TASK BRIEF:
Search term "type": copy each line of the records that contains it.

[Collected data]

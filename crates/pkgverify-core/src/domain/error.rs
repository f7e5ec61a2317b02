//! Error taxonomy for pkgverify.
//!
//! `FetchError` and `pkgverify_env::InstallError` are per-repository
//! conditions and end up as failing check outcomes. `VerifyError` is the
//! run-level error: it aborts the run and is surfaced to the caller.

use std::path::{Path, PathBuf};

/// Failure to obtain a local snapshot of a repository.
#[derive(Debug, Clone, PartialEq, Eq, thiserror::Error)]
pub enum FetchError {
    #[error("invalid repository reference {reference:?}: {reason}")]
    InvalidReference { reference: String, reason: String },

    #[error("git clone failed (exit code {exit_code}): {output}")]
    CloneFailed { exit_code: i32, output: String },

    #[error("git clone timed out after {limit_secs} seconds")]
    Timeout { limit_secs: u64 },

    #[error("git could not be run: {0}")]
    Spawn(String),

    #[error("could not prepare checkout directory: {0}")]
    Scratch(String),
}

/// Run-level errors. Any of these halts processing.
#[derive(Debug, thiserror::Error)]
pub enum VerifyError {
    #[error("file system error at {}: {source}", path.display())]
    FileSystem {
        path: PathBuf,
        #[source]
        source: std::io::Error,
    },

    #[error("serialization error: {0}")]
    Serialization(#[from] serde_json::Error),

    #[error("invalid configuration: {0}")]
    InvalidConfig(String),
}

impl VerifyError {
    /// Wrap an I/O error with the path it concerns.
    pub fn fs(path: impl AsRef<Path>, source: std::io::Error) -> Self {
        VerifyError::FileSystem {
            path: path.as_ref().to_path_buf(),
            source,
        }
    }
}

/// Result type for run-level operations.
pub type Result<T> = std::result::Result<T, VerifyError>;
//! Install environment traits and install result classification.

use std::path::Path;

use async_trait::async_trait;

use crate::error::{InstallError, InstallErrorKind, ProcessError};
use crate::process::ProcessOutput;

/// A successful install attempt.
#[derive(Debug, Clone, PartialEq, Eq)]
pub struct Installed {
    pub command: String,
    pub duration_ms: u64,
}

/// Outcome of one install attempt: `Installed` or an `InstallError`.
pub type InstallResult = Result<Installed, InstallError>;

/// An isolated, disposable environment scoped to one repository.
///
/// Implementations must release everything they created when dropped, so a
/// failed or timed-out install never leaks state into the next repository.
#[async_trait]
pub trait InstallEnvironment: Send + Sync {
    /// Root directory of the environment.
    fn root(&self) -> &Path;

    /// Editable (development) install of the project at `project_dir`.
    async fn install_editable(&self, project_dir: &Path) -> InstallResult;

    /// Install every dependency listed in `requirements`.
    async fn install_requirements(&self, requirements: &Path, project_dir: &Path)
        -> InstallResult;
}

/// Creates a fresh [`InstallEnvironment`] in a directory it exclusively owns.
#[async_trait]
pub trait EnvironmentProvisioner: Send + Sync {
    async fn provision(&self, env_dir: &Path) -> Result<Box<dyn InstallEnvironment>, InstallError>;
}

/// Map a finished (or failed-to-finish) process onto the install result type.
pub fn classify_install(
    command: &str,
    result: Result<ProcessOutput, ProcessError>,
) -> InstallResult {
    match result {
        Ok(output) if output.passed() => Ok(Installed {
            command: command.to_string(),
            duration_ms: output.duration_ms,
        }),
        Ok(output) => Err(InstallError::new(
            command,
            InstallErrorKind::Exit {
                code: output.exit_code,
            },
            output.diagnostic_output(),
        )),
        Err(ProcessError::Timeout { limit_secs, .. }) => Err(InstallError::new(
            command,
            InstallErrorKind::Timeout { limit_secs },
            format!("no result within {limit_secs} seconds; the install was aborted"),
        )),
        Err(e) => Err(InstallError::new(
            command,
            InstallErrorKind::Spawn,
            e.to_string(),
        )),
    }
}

TASK OUTPUT:
/// Result type for run-level operations.
pub type Result<T> = std::result::Result<T, VerifyError>;
pub type InstallResult = Result<Installed, InstallError>;
/// Map a finished (or failed-to-finish) process onto the install result type.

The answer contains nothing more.